We love our technologies. And why shouldn’t we?
Technology has transformed daily life and made much of what we do today vastly more efficient than we could possibly have imagined. Our mobile technologies have become extensions of our brains, always at hand to assist us in accessing information and providing feedback on the world around us. As a result, technology has changed the way we behave. Technology has introduced new behaviors. We now engage openly in activities that just a few short years ago would have been considered rude or silly. They have become commonplace and accepted. Fill in your favorite online or mobile phone behavior here __________________.
This is a universal issue among those of us who have embraced technology’s encroachment on the turf of our daily lives. It is not limited to the “Millennials” we fondly to refer to as “digital natives.” These new behaviors are accepted across all demographics. But just because a new behavior is accepted, it doesn’t mean it’s better, or more effective.
Technology is not a differentiator. It seeks sameness. It seeks ease. It seeks efficiency.
Efficiency is the enemy of trust.
The distance between the speaker and the hearer changes the importance of the different elements of communication. “When nonverbal information is weak or absent, the verbal information becomes more dominant,” Joshua Meyrowitz explains in No Sense Of Place. “The attention to a speaker’s verbal message, therefore, varies with interpersonal distance. The closer the distance between people, the less attention paid to the verbal message.”
In writing, actual words become more important, and the work required to differentiate using that medium becomes greater. Writing is hard. Good writing, writing that can truly distinguish one person from another, is even harder. As our online interaction continues to move toward soundbites of information via status updates on Facebook, Twitter, and other online venues, our writing moves from long form content that can even attempt to elicit emotions, to contextually neutral, disconnected pieces of information.
In this way, the Internet has provided both a means of closing and widening gaps. It hints at “engagement” but falls short for those who begin to trust that the “likes” and “retweets” they give in public spaces are equivalent to the feedback they give a real human being in private spaces. Those who take the path of least resistance, participating ONLY in the simplest “engagement” acts, will not be rewarded in the long run. Those actions don’t differentiate.
When “information” becomes the dominant form of communication, differentiation is made more difficult. The Internet leads us to believe we have come closer together, and certainly, in many ways, we have. But when our ability to really know someone and to experience the fullness of communication is diminished, the relative distance between us has increased. While time and distance no longer matter in our networked culture, really connecting with another human being still does.
The fastest way to trust is not through technology or social media. Face-to-face is the fastest way to trust and the best way to form deep and meaningful relationships. Relationship building is never efficient.
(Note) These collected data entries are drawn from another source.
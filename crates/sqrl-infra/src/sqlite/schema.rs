//! Additive schema management for the `identities` table.
//!
//! [`ensure_schema`] creates the table when absent and adds any column from
//! [`COLUMNS`] that an older table lacks. It never drops, renames, or
//! rewrites anything. Several processes may run it at once: table creation
//! uses `IF NOT EXISTS`, and an `ADD COLUMN` that loses the race to another
//! process fails with "duplicate column name", which is treated as success.

use sqlx::SqlitePool;
use sqrl_types::error::{StorageError, StorageOp};

pub const TABLE: &str = "identities";

pub struct Column {
    pub name: &'static str,
    /// Definition used in `CREATE TABLE`.
    pub create: &'static str,
    /// Definition used in `ALTER TABLE ... ADD COLUMN`, which SQLite only
    /// accepts with a default for NOT NULL columns. `None` for columns that
    /// cannot be added after the fact.
    pub add: Option<&'static str>,
}

pub const COLUMNS: &[Column] = &[
    Column {
        name: "primary_id",
        create: "TEXT PRIMARY KEY NOT NULL",
        add: None,
    },
    Column {
        name: "unlock_key",
        create: "TEXT NOT NULL",
        add: Some("TEXT NOT NULL DEFAULT ''"),
    },
    Column {
        name: "verify_key",
        create: "TEXT NOT NULL",
        add: Some("TEXT NOT NULL DEFAULT ''"),
    },
    Column {
        name: "previous_id",
        create: "TEXT",
        add: Some("TEXT"),
    },
    Column {
        name: "sole_auth_flag",
        create: "BOOLEAN NOT NULL DEFAULT 0",
        add: Some("BOOLEAN NOT NULL DEFAULT 0"),
    },
    Column {
        name: "hard_lock_flag",
        create: "BOOLEAN NOT NULL DEFAULT 0",
        add: Some("BOOLEAN NOT NULL DEFAULT 0"),
    },
    Column {
        name: "disabled_flag",
        create: "BOOLEAN NOT NULL DEFAULT 0",
        add: Some("BOOLEAN NOT NULL DEFAULT 0"),
    },
    Column {
        name: "rotated_to_id",
        create: "TEXT",
        add: Some("TEXT"),
    },
    Column {
        name: "button_response",
        create: "INTEGER NOT NULL DEFAULT 0 CHECK (button_response BETWEEN 0 AND 3)",
        add: Some("INTEGER NOT NULL DEFAULT 0 CHECK (button_response BETWEEN 0 AND 3)"),
    },
];

fn create_table_sql() -> String {
    let columns = COLUMNS
        .iter()
        .map(|c| format!("{} {}", c.name, c.create))
        .collect::<Vec<_>>()
        .join(", ");
    format!("CREATE TABLE IF NOT EXISTS {TABLE} ({columns})")
}

async fn existing_columns(pool: &SqlitePool) -> Result<Vec<String>, sqlx::Error> {
    let rows: Vec<(String,)> = sqlx::query_as("SELECT name FROM pragma_table_info(?)")
        .bind(TABLE)
        .fetch_all(pool)
        .await?;
    Ok(rows.into_iter().map(|(name,)| name).collect())
}

fn is_duplicate_column(err: &sqlx::Error) -> bool {
    matches!(err, sqlx::Error::Database(db_err) if db_err.message().contains("duplicate column name"))
}

/// Create or extend the `identities` table on `pool` (the writer pool).
pub async fn ensure_schema(pool: &SqlitePool) -> Result<(), StorageError> {
    let schema_err = |e: sqlx::Error| StorageError::new(StorageOp::EnsureSchema, e);

    sqlx::query(&create_table_sql())
        .execute(pool)
        .await
        .map_err(schema_err)?;

    let existing = existing_columns(pool).await.map_err(schema_err)?;

    for column in COLUMNS {
        if existing.iter().any(|name| name == column.name) {
            continue;
        }
        let Some(definition) = column.add else {
            tracing::warn!(column = column.name, "column missing and cannot be added");
            continue;
        };

        let sql = format!("ALTER TABLE {TABLE} ADD COLUMN {} {definition}", column.name);
        match sqlx::query(&sql).execute(pool).await {
            Ok(_) => tracing::info!(column = column.name, "added column to {TABLE}"),
            Err(err) if is_duplicate_column(&err) => {
                tracing::debug!(column = column.name, "column added concurrently");
            }
            Err(err) => return Err(schema_err(err)),
        }
    }

    Ok(())
}
use anyhow::Result;
use clap::Parser;
use std::sync::Arc;
use tracing_subscriber::{layer::SubscriberExt, util::SubscriberInitExt};

use ytdl_bot::cli::{Cli, Commands};
use ytdl_bot::config::Config;
use ytdl_bot::engines::{FfmpegConverter, YtDlpDownloader};
use ytdl_bot::transport::telegram::{self, TelegramTransport};
use ytdl_bot::{payment, utils, BotService};

fn init_tracing(verbose: bool, json: bool) {
    let default_filter = if verbose { "ytdl_bot=debug" } else { "ytdl_bot=info" };
    let filter = tracing_subscriber::EnvFilter::try_from_default_env()
        .unwrap_or_else(|_| default_filter.into());

    let registry = tracing_subscriber::registry().with(filter);
    if json {
        registry.with(tracing_subscriber::fmt::layer().json()).init();
    } else {
        registry.with(tracing_subscriber::fmt::layer()).init();
    }
}

#[tokio::main]
async fn main() -> Result<()> {
    let cli = Cli::parse();
    init_tracing(cli.verbose, cli.json_logs);

    let config = Config::load(cli.config.as_deref())?.with_credentials(cli.app_id, cli.app_hash, cli.token);

    match cli.command.unwrap_or(Commands::Run) {
        Commands::Run => run(config).await?,
        Commands::Config { show, init } => {
            if init {
                let path = config.save(cli.config.as_deref())?;
                println!("Configuration written to: {}", path.display());
            } else if show {
                config.display();
            } else {
                println!("Configuration file: {}", Config::config_path()?.display());
                println!("Use --show to print it or --init to write the defaults.");
            }
        }
        Commands::Check => {
            let missing = utils::check_dependencies(&config.engines).await;
            if missing.is_empty() {
                println!("All external tools are available.");
            } else {
                for dep in &missing {
                    println!("Missing: {}", dep);
                }
                std::process::exit(1);
            }
        }
    }

    Ok(())
}

async fn run(config: Config) -> Result<()> {
    let token = config.token()?.to_string();

    // Check for required external tools (non-fatal, they may appear later)
    let missing_deps = utils::check_dependencies(&config.engines).await;
    for dep in missing_deps {
        tracing::warn!("Missing dependency: {}", dep);
    }

    let bot = teloxide::Bot::new(token);
    let transport = Arc::new(TelegramTransport::new(bot.clone()));
    let service = Arc::new(BotService::new(
        &config,
        transport,
        Arc::new(YtDlpDownloader::new(&config.engines)),
        Arc::new(FfmpegConverter::new(&config.engines)),
        payment::verifier_from_config(&config.payment),
    ));

    tracing::info!(
        workers = config.bot.max_concurrent_jobs,
        quota = config.quota.max_requests,
        "Starting ytdl-bot"
    );
    telegram::run(bot, service).await;

    Ok(())
}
It is often messy.
I originally shared that thought months ago in an email to Jim Walberg. He responded, “Yep, and my experience is that “messy” is worth it!” It most certainly is.
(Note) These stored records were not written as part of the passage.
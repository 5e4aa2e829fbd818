//! Telegram Bot API transport and update routing.

use anyhow::Context;
use async_trait::async_trait;
use std::path::Path;
use std::pin::Pin;
use std::sync::Arc;
use std::task::{self, Poll};
use teloxide::net::Download;
use teloxide::payloads::setters::*;
use teloxide::prelude::*;
use teloxide::requests::Request;
use teloxide::types::{self as tg, InlineKeyboardButton, InlineKeyboardMarkup, InputFile};
use teloxide::{ApiError, RequestError};
use tokio::io::{AsyncRead, AsyncWriteExt, ReadBuf};
use tokio::sync::watch;

use super::{
    upload_progress, ChatAction, ChatId, ChatTransport, DeliveredArtifact, FileRef, FollowUpActivation, FollowUpControl,
    InboundMessage, MessageId, MessageRef, VideoUpload,
};
use crate::bot::BotService;
use crate::engines::ProgressSink;
use crate::validator::ChatKind;
use crate::{BotError, Result};

type HandlerResult = std::result::Result<(), Box<dyn std::error::Error + Send + Sync>>;

/// [`ChatTransport`] over the Telegram Bot API
pub struct TelegramTransport {
    bot: Bot,
}

impl TelegramTransport {
    pub fn new(bot: Bot) -> Self {
        Self { bot }
    }
}

fn tg_chat(chat: ChatId) -> tg::ChatId {
    tg::ChatId(chat.0)
}

fn tg_action(action: ChatAction) -> tg::ChatAction {
    match action {
        ChatAction::Typing => tg::ChatAction::Typing,
        ChatAction::UploadVideo => tg::ChatAction::UploadVideo,
        ChatAction::UploadDocument => tg::ChatAction::UploadDocument,
        ChatAction::RecordVideoNote => tg::ChatAction::RecordVideoNote,
        ChatAction::RecordAudio => tg::ChatAction::RecordVoice,
        ChatAction::UploadAudio => tg::ChatAction::UploadVoice,
    }
}

#[async_trait]
impl ChatTransport for TelegramTransport {
    async fn send_text(&self, chat: ChatId, text: &str, reply_to: Option<MessageId>) -> Result<MessageRef> {
        let mut request = self
            .bot
            .send_message(tg_chat(chat), text)
            .disable_web_page_preview(true);
        if let Some(id) = reply_to {
            request = request
                .reply_to_message_id(tg::MessageId(id.0))
                .allow_sending_without_reply(true);
        }

        let sent = request.await.context("Failed to send message")?;
        Ok(MessageRef {
            chat,
            id: MessageId(sent.id.0),
        })
    }

    async fn edit_text(&self, message: MessageRef, text: &str) -> Result<()> {
        match self
            .bot
            .edit_message_text(tg_chat(message.chat), tg::MessageId(message.id.0), text)
            .await
        {
            Ok(_) | Err(RequestError::Api(ApiError::MessageNotModified)) => Ok(()),
            Err(e) => Err(anyhow::Error::new(e).context("Failed to edit message")),
        }
    }

    async fn send_action(&self, chat: ChatId, action: ChatAction) -> Result<()> {
        self.bot
            .send_chat_action(tg_chat(chat), tg_action(action))
            .await
            .context("Failed to send chat action")?;
        Ok(())
    }

    async fn send_video(
        &self,
        chat: ChatId,
        upload: VideoUpload,
        progress: &dyn ProgressSink,
    ) -> Result<DeliveredArtifact> {
        let markup = InlineKeyboardMarkup::new([[InlineKeyboardButton::callback(
            upload.follow_up.label.clone(),
            upload.follow_up.callback_data(),
        )]]);

        let file = tokio::fs::File::open(&upload.path)
            .await
            .with_context(|| format!("Failed to open {}", upload.path.display()))?;
        let total = file.metadata().await?.len();
        let file_name = upload
            .path
            .file_name()
            .map(|name| name.to_string_lossy().into_owned())
            .unwrap_or_else(|| "video.mp4".to_string());

        tracing::info!(chat = chat.0, "Uploading {} ({} bytes)", upload.path.display(), total);
        let (counter, mut uploaded) = CountingReader::new(file);
        let request = self
            .bot
            .send_video(tg_chat(chat), InputFile::read(counter).file_name(file_name))
            .caption(upload.caption)
            .supports_streaming(true)
            .reply_markup(markup)
            .send();
        tokio::pin!(request);

        let sent = loop {
            tokio::select! {
                result = &mut request => break result,
                changed = uploaded.changed() => match changed {
                    Ok(()) => {
                        let sent = *uploaded.borrow_and_update();
                        progress.report(upload_progress(sent, total)).await;
                    }
                    // Reader dropped, nothing more to report
                    Err(_) => break (&mut request).await,
                },
            }
        }
        .context("Failed to upload video")?;

        delivered_artifact(chat, &sent)
            .ok_or_else(|| BotError::Transport("uploaded message carries no file".into()).into())
    }

    async fn send_audio(&self, chat: ChatId, path: &Path) -> Result<MessageRef> {
        let sent = self
            .bot
            .send_audio(tg_chat(chat), InputFile::file(path.to_path_buf()))
            .await
            .context("Failed to upload audio")?;
        Ok(MessageRef {
            chat,
            id: MessageId(sent.id.0),
        })
    }

    async fn acknowledge(&self, activation_id: &str, text: &str) -> Result<()> {
        self.bot
            .answer_callback_query(activation_id)
            .text(text)
            .await
            .context("Failed to answer callback query")?;
        Ok(())
    }

    async fn fetch_file(&self, file: &FileRef, destination: &Path) -> Result<()> {
        let remote = self
            .bot
            .get_file(file.0.clone())
            .await
            .context("Failed to look up file")?;

        let mut output = tokio::fs::File::create(destination)
            .await
            .with_context(|| format!("Failed to create {}", destination.display()))?;
        self.bot
            .download_file(&remote.path, &mut output)
            .await
            .context("Failed to download file")?;
        output.flush().await?;

        Ok(())
    }
}

/// Reader publishing the number of bytes read so far
struct CountingReader<R> {
    inner: R,
    read: u64,
    progress: watch::Sender<u64>,
}

impl<R> CountingReader<R> {
    fn new(inner: R) -> (Self, watch::Receiver<u64>) {
        let (progress, receiver) = watch::channel(0);
        (
            Self {
                inner,
                read: 0,
                progress,
            },
            receiver,
        )
    }
}

impl<R: AsyncRead + Unpin> AsyncRead for CountingReader<R> {
    fn poll_read(self: Pin<&mut Self>, cx: &mut task::Context<'_>, buf: &mut ReadBuf<'_>) -> Poll<std::io::Result<()>> {
        let this = self.get_mut();
        let before = buf.filled().len();
        let poll = Pin::new(&mut this.inner).poll_read(cx, buf);
        if let Poll::Ready(Ok(())) = &poll {
            let n = buf.filled().len() - before;
            if n > 0 {
                this.read += n as u64;
                this.progress.send_replace(this.read);
            }
        }
        poll
    }
}

/// The uploaded video (or document) carried by `message`
fn delivered_artifact(chat: ChatId, message: &tg::Message) -> Option<DeliveredArtifact> {
    let (file, file_name) = if let Some(video) = message.video() {
        (video.file.id.clone(), video.file_name.clone())
    } else if let Some(document) = message.document() {
        (document.file.id.clone(), document.file_name.clone())
    } else {
        return None;
    };

    Some(DeliveredArtifact {
        message: MessageRef {
            chat,
            id: MessageId(message.id.0),
        },
        file: FileRef(file),
        file_name,
    })
}

fn inbound_message(message: &tg::Message) -> Option<InboundMessage> {
    let text = message.text()?;
    Some(InboundMessage {
        chat: ChatId(message.chat.id.0),
        kind: if message.chat.is_private() {
            ChatKind::Private
        } else {
            ChatKind::Group
        },
        message_id: MessageId(message.id.0),
        text: text.to_string(),
    })
}

fn follow_up_activation(query: &tg::CallbackQuery) -> Option<FollowUpActivation> {
    let message = query.message.as_ref()?;
    let chat = ChatId(message.chat.id.0);
    Some(FollowUpActivation {
        id: query.id.clone(),
        chat,
        token: query
            .data
            .as_deref()
            .and_then(FollowUpControl::parse_token)
            .map(String::from),
        attached: delivered_artifact(chat, message),
    })
}

async fn on_message(message: tg::Message, service: Arc<BotService>) -> HandlerResult {
    if let Some(inbound) = inbound_message(&message) {
        service.spawn_message(inbound);
    }
    Ok(())
}

async fn on_callback_query(query: tg::CallbackQuery, service: Arc<BotService>) -> HandlerResult {
    match follow_up_activation(&query) {
        Some(activation) => {
            service.spawn_follow_up(activation);
        }
        None => tracing::warn!("Callback query without a message, ignoring"),
    }
    Ok(())
}

/// Receive updates until the process is interrupted
pub async fn run(bot: Bot, service: Arc<BotService>) {
    let handler = dptree::entry()
        .branch(Update::filter_message().endpoint(on_message))
        .branch(Update::filter_callback_query().endpoint(on_callback_query));

    tracing::info!("Listening for updates");
    Dispatcher::builder(bot, handler)
        .dependencies(dptree::deps![service])
        .default_handler(|_| async {})
        .enable_ctrlc_handler()
        .build()
        .dispatch()
        .await;
}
Today I’m having breakfast with Jim. Making it happen was a little messy. I don’t care. I look forward to the times we can spend together, to the opportunities to feel each other’s energy truly. And when I look at the people in my life who I consider my closest friends, those relationships are cemented by the same face-to-face intimate experiences that have always differentiated one friend from another. I don’t ever want to forget that.